**Source material**
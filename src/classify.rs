//! Materiality classification.
//!
//! Two strategies behind one entry point: a deterministic rule engine that
//! is always available, and an optional external semantic-verdict provider.
//! The provider is timeout-bounded and its failures never fail a check —
//! the rule verdict stands whenever the provider cannot answer.

use crate::config::ClassifierConfig;
use crate::types::{BlockDiff, BlockKind, ContentBlock, Severity, Verdict};
use async_trait::async_trait;
use lazy_static::lazy_static;
use regex::Regex;
use serde::Serialize;
use std::sync::Arc;
use std::time::Duration;
use tracing::warn;

/// Per-sample text cap sent to the provider
const SAMPLE_TEXT_LEN: usize = 500;

/// Item caps per category sent to the provider
const SAMPLE_ADDED: usize = 20;
const SAMPLE_REMOVED: usize = 20;
const SAMPLE_MODIFIED: usize = 10;

lazy_static! {
    static ref PRICE_RE: Regex = Regex::new(r"[$€£]\s?\d[\d,\.]*").expect("static regex");
    static ref DATE_RE: Regex = Regex::new(
        r"(?i)\b(\d{1,2}[/.\-]\d{1,2}([/.\-]\d{2,4})?|Jan|Feb|Mar|Apr|May|Jun|Jul|Aug|Sep|Oct|Nov|Dec)\b"
    )
    .expect("static regex");
    static ref STOCK_RE: Regex =
        Regex::new(r"(?i)\b(in stock|out of stock|unavailable|pre[- ]?order)\b")
            .expect("static regex");
    static ref CTA_RE: Regex =
        Regex::new(r"(?i)\b(buy now|add to cart|book now|subscribe)\b").expect("static regex");
}

/// Deterministic rule engine over four pattern families.
///
/// Each family is compared by what it captures in the old versus new text
/// (not by raw match positions). First matching rule wins:
/// stock/price → high, date → medium, call-to-action → low, else none.
pub fn rule_verdict(old: &str, new: &str) -> Verdict {
    let price_changed = all_matches(&PRICE_RE, old) != all_matches(&PRICE_RE, new);
    let date_changed = first_match(&DATE_RE, old) != first_match(&DATE_RE, new);
    let stock_changed = first_match(&STOCK_RE, old) != first_match(&STOCK_RE, new);
    let cta_changed = first_match(&CTA_RE, old) != first_match(&CTA_RE, new);

    if stock_changed || price_changed {
        return Verdict {
            material_change: true,
            severity: Severity::High,
            summary: "Price or availability changed".to_string(),
        };
    }
    if date_changed {
        return Verdict {
            material_change: true,
            severity: Severity::Medium,
            summary: "Date changed".to_string(),
        };
    }
    if cta_changed {
        return Verdict {
            material_change: true,
            severity: Severity::Low,
            summary: "Call-to-action changed".to_string(),
        };
    }
    Verdict::none()
}

fn first_match<'a>(re: &Regex, text: &'a str) -> Option<&'a str> {
    re.find(text).map(|m| m.as_str())
}

fn all_matches<'a>(re: &Regex, text: &'a str) -> Vec<&'a str> {
    re.find_iter(text).map(|m| m.as_str()).collect()
}

/// One filtered block, truncated for transport to the provider
#[derive(Debug, Clone, Serialize)]
pub struct BlockSample {
    #[serde(rename = "type")]
    pub kind: BlockKind,
    pub text: String,
}

/// Cap item count and per-item text length
pub fn pack_samples(blocks: &[ContentBlock], max_items: usize) -> Vec<BlockSample> {
    blocks
        .iter()
        .take(max_items)
        .map(|b| BlockSample {
            kind: b.kind,
            text: truncate_chars(&b.text, SAMPLE_TEXT_LEN),
        })
        .collect()
}

fn truncate_chars(s: &str, max: usize) -> String {
    match s.char_indices().nth(max) {
        Some((idx, _)) => s[..idx].to_string(),
        None => s.to_string(),
    }
}

/// Errors at the semantic-provider boundary; always caught, never propagated
#[derive(Debug, thiserror::Error)]
pub enum ProviderError {
    #[error("provider request failed: {0}")]
    Request(String),

    #[error("malformed provider response: {0}")]
    Malformed(String),
}

/// External semantic-verdict provider contract.
///
/// Implementations must be side-effect-free on the core; pagewatch only
/// defines the contract, it does not host the provider.
#[async_trait]
pub trait SemanticVerdictProvider: Send + Sync {
    async fn classify(
        &self,
        url: &str,
        added: &[BlockSample],
        removed: &[BlockSample],
        modified: &[BlockSample],
    ) -> Result<Verdict, ProviderError>;
}

/// Materiality classifier: rule engine first, provider verdict superseding
/// on success.
pub struct Classifier {
    provider: Option<Arc<dyn SemanticVerdictProvider>>,
    provider_timeout: Duration,
}

impl Classifier {
    /// Rule engine only, no external provider
    pub fn rules_only() -> Self {
        Self {
            provider: None,
            provider_timeout: Duration::from_secs(20),
        }
    }

    pub fn with_provider(
        provider: Arc<dyn SemanticVerdictProvider>,
        provider_timeout: Duration,
    ) -> Self {
        Self {
            provider: Some(provider),
            provider_timeout,
        }
    }

    /// Build from configuration; rule engine only until a provider is
    /// attached
    pub fn from_config(
        config: &ClassifierConfig,
        provider: Option<Arc<dyn SemanticVerdictProvider>>,
    ) -> Self {
        Self {
            provider,
            provider_timeout: Duration::from_secs(config.provider_timeout_seconds),
        }
    }

    /// Classify a suspected change.
    ///
    /// Callers invoke this only when some signal already suggests a change;
    /// a fully unchanged page is never classified.
    pub async fn classify(
        &self,
        url: &str,
        old_text: &str,
        new_text: &str,
        filtered: &BlockDiff,
    ) -> Verdict {
        let rule = rule_verdict(old_text, new_text);

        let Some(provider) = &self.provider else {
            return rule;
        };

        let added = pack_samples(&filtered.added, SAMPLE_ADDED);
        let removed = pack_samples(&filtered.removed, SAMPLE_REMOVED);
        let modified = pack_samples(&filtered.modified, SAMPLE_MODIFIED);

        let call = provider.classify(url, &added, &removed, &modified);
        match tokio::time::timeout(self.provider_timeout, call).await {
            Ok(Ok(verdict)) => verdict,
            Ok(Err(e)) => {
                warn!("Semantic provider failed for {}: {}, using rule verdict", url, e);
                rule
            }
            Err(_) => {
                warn!(
                    "Semantic provider timed out after {:?} for {}, using rule verdict",
                    self.provider_timeout, url
                );
                rule
            }
        }
    }
}

#[cfg(test)]
mod tests {
    use super::*;

    #[test]
    fn test_price_change_is_high() {
        let v = rule_verdict("Price $10", "Price $20");
        assert!(v.material_change);
        assert_eq!(v.severity, Severity::High);
    }

    #[test]
    fn test_stock_change_is_high() {
        let v = rule_verdict("Widget: in stock", "Widget: out of stock");
        assert!(v.material_change);
        assert_eq!(v.severity, Severity::High);
    }

    #[test]
    fn test_date_change_is_medium() {
        let v = rule_verdict("Sale ends Jan 2024", "Sale ends Feb 2024");
        assert!(v.material_change);
        assert_eq!(v.severity, Severity::Medium);
    }

    #[test]
    fn test_cta_change_is_low() {
        let v = rule_verdict("Our product page", "Our product page Add to Cart");
        assert!(v.material_change);
        assert_eq!(v.severity, Severity::Low);
    }

    #[test]
    fn test_identical_is_none() {
        let v = rule_verdict("Same text $10 Jan", "Same text $10 Jan");
        assert!(!v.material_change);
        assert_eq!(v.severity, Severity::None);
    }

    #[test]
    fn test_price_beats_date() {
        // both families change; first matching rule wins
        let v = rule_verdict("Was $10 on Jan 1", "Now $20 on Feb 2");
        assert_eq!(v.severity, Severity::High);
    }

    #[test]
    fn test_pack_samples_truncates() {
        let long = "x".repeat(2_000);
        let blocks = vec![ContentBlock {
            kind: BlockKind::Paragraph,
            text: long,
            path: "p:nth-of-type(1)".to_string(),
            weight: 4,
            hash: String::new(),
        }];
        let samples = pack_samples(&blocks, 10);
        assert_eq!(samples.len(), 1);
        assert_eq!(samples[0].text.chars().count(), SAMPLE_TEXT_LEN);
    }

    struct FixedProvider(Verdict);

    #[async_trait]
    impl SemanticVerdictProvider for FixedProvider {
        async fn classify(
            &self,
            _url: &str,
            _added: &[BlockSample],
            _removed: &[BlockSample],
            _modified: &[BlockSample],
        ) -> Result<Verdict, ProviderError> {
            Ok(self.0.clone())
        }
    }

    struct FailingProvider;

    #[async_trait]
    impl SemanticVerdictProvider for FailingProvider {
        async fn classify(
            &self,
            _url: &str,
            _added: &[BlockSample],
            _removed: &[BlockSample],
            _modified: &[BlockSample],
        ) -> Result<Verdict, ProviderError> {
            Err(ProviderError::Request("boom".to_string()))
        }
    }

    struct HangingProvider;

    #[async_trait]
    impl SemanticVerdictProvider for HangingProvider {
        async fn classify(
            &self,
            _url: &str,
            _added: &[BlockSample],
            _removed: &[BlockSample],
            _modified: &[BlockSample],
        ) -> Result<Verdict, ProviderError> {
            tokio::time::sleep(Duration::from_secs(3600)).await;
            Ok(Verdict::none())
        }
    }

    #[tokio::test]
    async fn test_provider_verdict_supersedes_rules() {
        let provider = Arc::new(FixedProvider(Verdict {
            material_change: true,
            severity: Severity::Medium,
            summary: "New contract terms".to_string(),
        }));
        let classifier = Classifier::with_provider(provider, Duration::from_secs(5));

        // rules alone would say High here
        let v = classifier
            .classify("https://example.com", "Price $10", "Price $20", &BlockDiff::default())
            .await;
        assert_eq!(v.severity, Severity::Medium);
        assert_eq!(v.summary, "New contract terms");
    }

    #[tokio::test]
    async fn test_provider_failure_falls_back_to_rules() {
        let classifier =
            Classifier::with_provider(Arc::new(FailingProvider), Duration::from_secs(5));
        let v = classifier
            .classify("https://example.com", "Price $10", "Price $20", &BlockDiff::default())
            .await;
        assert!(v.material_change);
        assert_eq!(v.severity, Severity::High);
    }

    #[tokio::test(start_paused = true)]
    async fn test_configured_timeout_bounds_the_provider() {
        let config = ClassifierConfig {
            provider_timeout_seconds: 1,
        };
        let classifier = Classifier::from_config(&config, Some(Arc::new(HangingProvider)));
        let v = classifier
            .classify("https://example.com", "ends Jan 2024", "ends Feb 2024", &BlockDiff::default())
            .await;
        assert_eq!(v.severity, Severity::Medium);
    }

    #[tokio::test(start_paused = true)]
    async fn test_provider_timeout_falls_back_to_rules() {
        let classifier =
            Classifier::with_provider(Arc::new(HangingProvider), Duration::from_secs(10));
        let v = classifier
            .classify("https://example.com", "ends Jan 2024", "ends Feb 2024", &BlockDiff::default())
            .await;
        assert_eq!(v.severity, Severity::Medium);
    }
}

**Task brief**
Find how many lines of the listing include the string "using" and give that number, nothing else.

**Reply**
2